Conventional Stenting Versus Direct Stenting in (Un)stable Angina Pectoris - CONVERTIBLE
The goal of the trial was to evaluate conventional stenting with direct stenting among patients undergoing percutaneous coronary intervention for single de novo lesions.
Patients Enrolled: 202
Mean Follow Up: 6 months
Mean Patient Age: Mean age 63 years
Mean Ejection Fraction: Mean 64% at baseline
Age ≥18 years with stable or unstable angina or a positive functional study with a planned PCI procedure of a single de novo lesion ≤13 mm long in a native coronary artery
Left ventricular ejection fraction <30%, acute MI in prior 3 days, platelet count <100,000 or >700,000 cells/mm3, white blood count of <3000 cells/mm3, presence of a moderately to severely tortuous vessel, presence of extremely calcified or thrombotic lesion, side branch >2.5 mm that would be covered by the stent, and ostial lesions within 2 mm of the origin.
Minimum lumen diameter immediately following stent placement.

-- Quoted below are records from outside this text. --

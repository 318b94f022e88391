use std::cmp::Ordering;
use std::fmt;

/// Feature tier negotiated at device creation.
///
/// Tiers are totally ordered; `Full` is the highest. Downstream code must only
/// rely on the tier that was granted, never on the one that was requested.
#[derive(Debug, Copy, Clone, Eq, PartialEq, Hash)]
pub enum CapabilityLevel {
    /// WebGPU-compliant adapter with default limits.
    Full,
    /// Downlevel limits (older desktop/mobile GPUs).
    Downlevel,
    /// The WebGL2-compatible floor.
    WebGl2,
}

impl CapabilityLevel {
    /// Every tier, highest first.
    pub const ALL: [CapabilityLevel; 3] = [Self::Full, Self::Downlevel, Self::WebGl2];

    fn rank(self) -> u8 {
        match self {
            Self::Full => 2,
            Self::Downlevel => 1,
            Self::WebGl2 => 0,
        }
    }

    pub fn name(self) -> &'static str {
        match self {
            Self::Full => "full",
            Self::Downlevel => "downlevel",
            Self::WebGl2 => "webgl2",
        }
    }
}

impl PartialOrd for CapabilityLevel {
    fn partial_cmp(&self, other: &Self) -> Option<Ordering> {
        Some(self.cmp(other))
    }
}

impl Ord for CapabilityLevel {
    fn cmp(&self, other: &Self) -> Ordering {
        self.rank().cmp(&other.rank())
    }
}

impl fmt::Display for CapabilityLevel {
    fn fmt(&self, f: &mut fmt::Formatter<'_>) -> fmt::Result {
        f.write_str(self.name())
    }
}

/// Checks that a preference list is non-empty and strictly descending.
///
/// A list that climbs would let negotiation grant a higher tier after a lower
/// one was acceptable.
pub(crate) fn validate_preferences(levels: &[CapabilityLevel]) -> Result<(), String> {
    if levels.is_empty() {
        return Err("no capability levels configured".to_string());
    }

    for pair in levels.windows(2) {
        if pair[0] <= pair[1] {
            return Err(format!(
                "capability levels must be listed highest first; `{}` is followed by `{}`",
                pair[0], pair[1]
            ));
        }
    }

    Ok(())
}

#[cfg(test)]
mod tests {
    use super::*;

    #[test]
    fn tiers_are_ordered_highest_first() {
        assert!(CapabilityLevel::Full > CapabilityLevel::Downlevel);
        assert!(CapabilityLevel::Downlevel > CapabilityLevel::WebGl2);

        let mut sorted = CapabilityLevel::ALL;
        sorted.sort_by(|a, b| b.cmp(a));
        assert_eq!(sorted, CapabilityLevel::ALL);
    }

    #[test]
    fn full_list_is_valid() {
        assert!(validate_preferences(&CapabilityLevel::ALL).is_ok());
        assert!(validate_preferences(&[CapabilityLevel::WebGl2]).is_ok());
    }

    #[test]
    fn empty_list_is_rejected() {
        assert!(validate_preferences(&[]).is_err());
    }

    #[test]
    fn climbing_list_is_rejected() {
        let err = validate_preferences(&[CapabilityLevel::Downlevel, CapabilityLevel::Full])
            .unwrap_err();
        assert!(err.contains("highest first"));
    }

    #[test]
    fn duplicate_entries_are_rejected() {
        assert!(validate_preferences(&[CapabilityLevel::Full, CapabilityLevel::Full]).is_err());
    }
}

Procedural success rate (final in-stent stenosis at the target lesion ≤15%); major adverse cardiac events (MACE) free survival at 30 days and 6 months; IVUS measurements; FFR measurements; QCA measurements by core laboratory analysis; 6 months angiographic restenosis rate; and incidence of stent thrombosis, stent delivery failure, major dissections (type ≥C), and failure to achieve direct stenting (cross-over)
Patients with a single, de novo lesion in a native vessel were randomized to conventional stenting with pre-dilatation (n=101) or direct stenting (n=101). All patients were to receive the Medtronic BeStent2. Patients underwent repeat angiography at 6 months. A subset of patients also underwent follow-up IVUS.

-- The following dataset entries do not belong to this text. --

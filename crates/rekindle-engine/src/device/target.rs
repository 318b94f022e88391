use std::fmt;
use std::sync::Arc;

use raw_window_handle::{
    DisplayHandle, HandleError, HasDisplayHandle, HasWindowHandle, RawWindowHandle, WindowHandle,
};

/// Anything that can hand out raw window and display handles.
pub trait WindowSource: HasWindowHandle + HasDisplayHandle + Send + Sync {}

impl<T> WindowSource for T where T: HasWindowHandle + HasDisplayHandle + Send + Sync {}

/// Platform family of a window target.
#[derive(Debug, Copy, Clone, Eq, PartialEq, Hash)]
pub enum WindowKind {
    /// Classic desktop window (`HWND`).
    Win32,
    /// Modern app window (`CoreWindow`).
    CoreWindow,
    /// Any other native window (X11, Wayland, AppKit, ...).
    Native,
}

impl WindowKind {
    pub fn classify(raw: &RawWindowHandle) -> Self {
        match raw {
            RawWindowHandle::Win32(_) => Self::Win32,
            RawWindowHandle::WinRt(_) => Self::CoreWindow,
            _ => Self::Native,
        }
    }
}

/// The window a presentation surface is bound to.
///
/// Cloning shares the underlying window.
#[derive(Clone)]
pub struct WindowTarget {
    kind: WindowKind,
    source: Arc<dyn WindowSource>,
}

impl WindowTarget {
    /// Wraps a window, classifying its kind from the raw handle.
    pub fn new(source: Arc<dyn WindowSource>) -> Result<Self, HandleError> {
        let kind = WindowKind::classify(&source.window_handle()?.as_raw());
        Ok(Self { kind, source })
    }

    /// Wraps a window with an explicitly chosen kind.
    pub fn with_kind(source: Arc<dyn WindowSource>, kind: WindowKind) -> Self {
        Self { kind, source }
    }

    pub fn kind(&self) -> WindowKind {
        self.kind
    }
}

impl fmt::Debug for WindowTarget {
    fn fmt(&self, f: &mut fmt::Formatter<'_>) -> fmt::Result {
        f.debug_struct("WindowTarget")
            .field("kind", &self.kind)
            .finish_non_exhaustive()
    }
}

impl HasWindowHandle for WindowTarget {
    fn window_handle(&self) -> Result<WindowHandle<'_>, HandleError> {
        self.source.window_handle()
    }
}

impl HasDisplayHandle for WindowTarget {
    fn display_handle(&self) -> Result<DisplayHandle<'_>, HandleError> {
        self.source.display_handle()
    }
}

#[cfg(test)]
mod tests {
    use super::*;
    use crate::device::sim::SimWindow;

    #[test]
    fn win32_handles_classify_as_win32() {
        let target = WindowTarget::new(Arc::new(SimWindow::win32())).unwrap();
        assert_eq!(target.kind(), WindowKind::Win32);
    }

    #[test]
    fn winrt_handles_classify_as_core_window() {
        let target = WindowTarget::new(Arc::new(SimWindow::core_window())).unwrap();
        assert_eq!(target.kind(), WindowKind::CoreWindow);
    }

    #[test]
    fn explicit_kind_overrides_classification() {
        let target = WindowTarget::with_kind(Arc::new(SimWindow::win32()), WindowKind::Native);
        assert_eq!(target.kind(), WindowKind::Native);
        assert!(target.window_handle().is_ok());
    }
}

Aspirin indefinitely (≥75 mg/day) and either ticlopidine (500 mg load and 250 mg twice daily) or clopidogrel (300 mg loadand 75 mg/day) for 14-28 days post-procedure.
Seven patients in the direct stent crossed over to pre-dilatation, with the remaining 94% undergoing direct stenting. Baseline clinical and angiographic characteristics were similar in the two treatment groups. The primary endpoint of post-procedural minimum lumen diameter did not differ by treatment group (2.79 mm for direct stent vs 2.76 for pre-dilatation, meeting the one-sided p-value for non-equivalence, p=0.0003). By IVUS, there was no difference by treatment group in minimum stent area (7.89 mm2 for direct stent vs 8.07 mm2 for pre-dilatation, p=0.69) or fractional flow reserve (0.92 in each group, p=0.97).
At 6 month angiographic follow-up, there was no difference in minimum lumen diameter (2.09 mm for direct stenting vs 2.10 mm for pre-dilatation, p=0.92), percent diameter stenosis (26.3% vs 27.2%, p=0.89) or binary restenosis (7.4% vs 6.8%, p=0.87). Major adverse cardiac events at 6 months occurred in 9% of the direct stent group and 11% of the pre-dilatation group (p=0.93).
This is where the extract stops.